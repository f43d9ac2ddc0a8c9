//! Database model types for Diesel ORM.

use diesel::prelude::*;

use super::schema::personas;

/// Database row for a persona (insertable).
#[derive(Insertable, Debug, Clone)]
#[diesel(table_name = personas)]
pub struct NewPersonaRow<'a> {
    pub nombre: &'a str,
    pub apellido: &'a str,
    pub email: &'a str,
    pub telefono: Option<&'a str>,
    pub direccion: Option<&'a str>,
    pub created_at: String,
}

/// Changeset applied by an update. `None` optional fields clear the column.
#[derive(AsChangeset, Debug, Clone)]
#[diesel(table_name = personas)]
#[diesel(treat_none_as_null = true)]
pub struct PersonaChangeset<'a> {
    pub nombre: &'a str,
    pub apellido: &'a str,
    pub email: &'a str,
    pub telefono: Option<&'a str>,
    pub direccion: Option<&'a str>,
    pub updated_at: Option<String>,
}

/// Database row for a persona (queryable).
#[derive(Queryable, Selectable, Debug, Clone)]
#[diesel(table_name = personas)]
#[diesel(check_for_backend(diesel::sqlite::Sqlite))]
pub struct PersonaRow {
    pub id: i64,
    pub nombre: String,
    pub apellido: String,
    pub email: String,
    pub telefono: Option<String>,
    pub direccion: Option<String>,
    pub created_at: String,
    pub updated_at: Option<String>,
}
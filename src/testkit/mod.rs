//! Shared test utilities available to both unit and integration tests.
//!
//! Enabled via `#[cfg(test)]` (unit tests) or the `testkit` feature
//! (integration tests).
//!
//! # Modules
//!
//! - [`domain`] - Builders for persona input.
//! - [`config`] - Canonical test configurations.

pub mod config;
pub mod domain;
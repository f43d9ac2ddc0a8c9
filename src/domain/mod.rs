//! Contact domain: persona records, identifiers and validation rules.

pub mod error;
pub mod id;
pub mod persona;

pub use error::DomainError;
pub use id::PersonaId;
pub use persona::{Persona, PersonaInput};
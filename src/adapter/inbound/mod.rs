//! Inbound adapters (driving side).

pub mod cli;
pub mod http;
###
• **PROBLEM TO SOLVE**
Within the listing above, the range opens at the line with "#[derive(AsChangeset, Debug, Clone)]" and closes at the line with "a persona (queryable).". Reproduce exactly the lines of that range, including both ends.

• **TASK OUTPUT**
#[derive(AsChangeset, Debug, Clone)]
#[diesel(table_name = personas)]
#[diesel(treat_none_as_null = true)]
pub struct PersonaChangeset<'a> {
    pub nombre: &'a str,
    pub apellido: &'a str,
    pub email: &'a str,
    pub telefono: Option<&'a str>,
    pub direccion: Option<&'a str>,
    pub updated_at: Option<String>,
}

/// Database row for a persona (queryable).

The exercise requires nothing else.